• _Task brief_: Would you show every line from the records that holds "under"?

• _Saved entries_:
--------------------

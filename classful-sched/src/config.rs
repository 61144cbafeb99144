use classful_common::{Rate, MTU_ETHERNET};
use classful_filter::{ClassId, RuleSet};
use rustc_hash::{FxHashMap, FxHashSet};
use thiserror::Error;

/// Default burst sizing: 10ms worth of traffic at the given rate, floored
/// at one Ethernet MTU so a full-size frame always fits the bucket.
pub(crate) fn default_burst(rate: Rate) -> u64 {
    (rate.bytes_per_sec() / 100).max(u64::from(MTU_ETHERNET))
}

/// Errors rejected at configuration load time.
///
/// Validation is all-or-nothing: any of these rejects the entire
/// configuration and the interface keeps serving whatever it served
/// before (or stays unconfigured on a first attach).
#[derive(Debug, Error, Clone, PartialEq, Eq)]
pub enum ConfigError {
    #[error("configuration defines no classes")]
    EmptyTree,
    #[error("class id 1:0 is reserved for the root")]
    ReservedRootId,
    #[error("duplicate class id {0}")]
    DuplicateClass(ClassId),
    #[error("class {class} references unknown parent {parent}")]
    UnknownParent { class: ClassId, parent: ClassId },
    #[error("cyclic parent chain through class {0}")]
    CyclicParents(ClassId),
    #[error("class {0} has a zero ceiling")]
    ZeroCeil(ClassId),
    #[error("class {class}: guaranteed rate {rate} exceeds ceiling {ceil}")]
    RateAboveCeil { class: ClassId, rate: Rate, ceil: Rate },
    #[error("children of {parent} guarantee {guaranteed} combined, above its ceiling {ceil}")]
    GuaranteesExceedCeil { parent: ClassId, guaranteed: Rate, ceil: Rate },
    #[error("rule set steers traffic into unknown class {0}")]
    UnknownTarget(ClassId),
    #[error("class {0} has children and cannot receive traffic directly")]
    TargetNotLeaf(ClassId),
    #[error("class {0} has children and cannot carry a policer")]
    PolicerOnInner(ClassId),
}

/// Hard policing limit for one class.
#[derive(Debug, Clone, Copy, PartialEq, Eq)]
pub struct PolicerConfig {
    rate: Rate,
    burst_bytes: Option<u64>,
}

impl PolicerConfig {
    pub fn new(rate: Rate) -> Self {
        Self { rate, burst_bytes: None }
    }

    /// Overrides the derived burst. Must be at least the largest packet
    /// the class should ever admit, or such packets will always be
    /// dropped.
    pub fn with_burst(mut self, bytes: u64) -> Self {
        self.burst_bytes = Some(bytes);
        self
    }

    #[inline]
    pub fn rate(&self) -> Rate {
        self.rate
    }

    pub(crate) fn effective_burst(&self) -> u64 {
        self.burst_bytes.unwrap_or_else(|| default_burst(self.rate))
    }
}

/// Definition of one shaping class.
///
/// `rate` is the bandwidth the class is guaranteed when backlogged;
/// `ceil` is the most it may reach by borrowing idle capacity from its
/// ancestors. Priority 0 is the highest and is served first, as with HTB
/// class priorities.
#[derive(Debug, Clone)]
pub struct ClassConfig {
    id: ClassId,
    parent: Option<ClassId>,
    rate: Rate,
    ceil: Rate,
    priority: u8,
    burst_bytes: Option<u64>,
    ceil_burst_bytes: Option<u64>,
    queue_depth: Option<usize>,
    policer: Option<PolicerConfig>,
}

impl ClassConfig {
    /// Creates a class attached directly under the interface root.
    pub fn new(id: ClassId, rate: Rate, ceil: Rate) -> Self {
        Self {
            id,
            parent: None,
            rate,
            ceil,
            priority: 0,
            burst_bytes: None,
            ceil_burst_bytes: None,
            queue_depth: None,
            policer: None,
        }
    }

    /// Re-parents the class under another class instead of the root.
    pub fn with_parent(mut self, parent: ClassId) -> Self {
        self.parent = Some(parent);
        self
    }

    /// Sets the scheduling priority (0 = highest, served first).
    pub fn with_priority(mut self, priority: u8) -> Self {
        self.priority = priority;
        self
    }

    /// Overrides the guaranteed-rate bucket's burst, in bytes.
    pub fn with_burst(mut self, bytes: u64) -> Self {
        self.burst_bytes = Some(bytes);
        self
    }

    /// Overrides the ceiling bucket's burst, in bytes (HTB's `cburst`).
    pub fn with_ceil_burst(mut self, bytes: u64) -> Self {
        self.ceil_burst_bytes = Some(bytes);
        self
    }

    /// Bounds the class queue, in packets. Defaults to
    /// [`DEFAULT_QUEUE_DEPTH`](crate::DEFAULT_QUEUE_DEPTH).
    pub fn with_queue_depth(mut self, packets: usize) -> Self {
        self.queue_depth = Some(packets);
        self
    }

    /// Adds a hard policer on top of the shaping limits.
    pub fn with_policer(mut self, policer: PolicerConfig) -> Self {
        self.policer = Some(policer);
        self
    }

    #[inline]
    pub fn id(&self) -> ClassId {
        self.id
    }

    #[inline]
    pub fn parent(&self) -> Option<ClassId> {
        self.parent
    }

    #[inline]
    pub fn rate(&self) -> Rate {
        self.rate
    }

    #[inline]
    pub fn ceil(&self) -> Rate {
        self.ceil
    }

    #[inline]
    pub fn priority(&self) -> u8 {
        self.priority
    }

    pub(crate) fn effective_burst(&self) -> u64 {
        self.burst_bytes.unwrap_or_else(|| default_burst(self.rate))
    }

    pub(crate) fn effective_ceil_burst(&self) -> u64 {
        self.ceil_burst_bytes.unwrap_or_else(|| default_burst(self.ceil))
    }

    pub(crate) fn queue_depth(&self) -> Option<usize> {
        self.queue_depth
    }

    pub(crate) fn policer(&self) -> Option<&PolicerConfig> {
        self.policer.as_ref()
    }
}

/// Complete declarative configuration for one interface: link capacity
/// (which sizes the synthetic root), the class definitions, and the
/// classification rule set.
///
/// Built once, validated as a whole, and applied atomically. There is no
/// incremental mutation of a live tree.
#[derive(Debug, Clone)]
pub struct ShaperConfig {
    link_capacity: Rate,
    classes: Vec<ClassConfig>,
    rules: RuleSet,
}

impl ShaperConfig {
    /// Creates an empty configuration for a link of the given capacity.
    /// The capacity is the orchestrator's answer to the physical-link
    /// byte-capacity query; it becomes the root's rate and ceiling.
    pub fn new(link_capacity: Rate, rules: RuleSet) -> Self {
        Self { link_capacity, classes: Vec::new(), rules }
    }

    /// Adds a class definition.
    pub fn with_class(mut self, class: ClassConfig) -> Self {
        self.classes.push(class);
        self
    }

    #[inline]
    pub fn link_capacity(&self) -> Rate {
        self.link_capacity
    }

    #[inline]
    pub fn classes(&self) -> &[ClassConfig] {
        &self.classes
    }

    #[inline]
    pub fn rules(&self) -> &RuleSet {
        &self.rules
    }

    /// Validates the configuration as a whole. Nothing is applied on
    /// failure.
    pub fn validate(&self) -> Result<(), ConfigError> {
        if self.classes.is_empty() {
            return Err(ConfigError::EmptyTree);
        }

        let mut by_id: FxHashMap<ClassId, &ClassConfig> = FxHashMap::default();
        for class in &self.classes {
            if class.id() == ClassId::new(0) {
                return Err(ConfigError::ReservedRootId);
            }
            if by_id.insert(class.id(), class).is_some() {
                return Err(ConfigError::DuplicateClass(class.id()));
            }
        }

        let mut parents: FxHashSet<ClassId> = FxHashSet::default();
        for class in &self.classes {
            if let Some(parent) = class.parent() {
                if !by_id.contains_key(&parent) {
                    return Err(ConfigError::UnknownParent { class: class.id(), parent });
                }
                parents.insert(parent);
            }

            // Walk the parent chain; revisiting a node means a cycle.
            let mut seen: FxHashSet<ClassId> = FxHashSet::default();
            seen.insert(class.id());
            let mut cursor = class.parent();
            while let Some(id) = cursor {
                if !seen.insert(id) {
                    return Err(ConfigError::CyclicParents(id));
                }
                cursor = by_id.get(&id).and_then(|c| c.parent());
            }

            if class.ceil().is_zero() {
                return Err(ConfigError::ZeroCeil(class.id()));
            }
            if class.rate() > class.ceil() {
                return Err(ConfigError::RateAboveCeil {
                    class: class.id(),
                    rate: class.rate(),
                    ceil: class.ceil(),
                });
            }
        }

        // Children may not collectively guarantee more than the parent's
        // ceiling (the root's ceiling being the link capacity).
        let mut guaranteed: FxHashMap<Option<ClassId>, u64> = FxHashMap::default();
        for class in &self.classes {
            *guaranteed.entry(class.parent()).or_default() += class.rate().bytes_per_sec();
        }
        for (parent, sum) in guaranteed {
            let (parent_id, ceil) = match parent {
                None => (ClassId::new(0), self.link_capacity),
                Some(id) => (id, by_id[&id].ceil()),
            };
            if sum > ceil.bytes_per_sec() {
                return Err(ConfigError::GuaranteesExceedCeil {
                    parent: parent_id,
                    guaranteed: Rate::from_bytes_per_sec(sum),
                    ceil,
                });
            }
        }

        for class in &self.classes {
            if parents.contains(&class.id()) && class.policer().is_some() {
                return Err(ConfigError::PolicerOnInner(class.id()));
            }
        }

        // Every class the rule set can steer into must exist and be a leaf.
        for target in self.rules.targets() {
            match by_id.get(&target) {
                None => return Err(ConfigError::UnknownTarget(target)),
                Some(_) if parents.contains(&target) => {
                    return Err(ConfigError::TargetNotLeaf(target))
                }
                Some(_) => {}
            }
        }

        Ok(())
    }
}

--------------------

• _Task solution_:
    /// Creates a class attached directly under the interface root.
    /// Re-parents the class under another class instead of the root.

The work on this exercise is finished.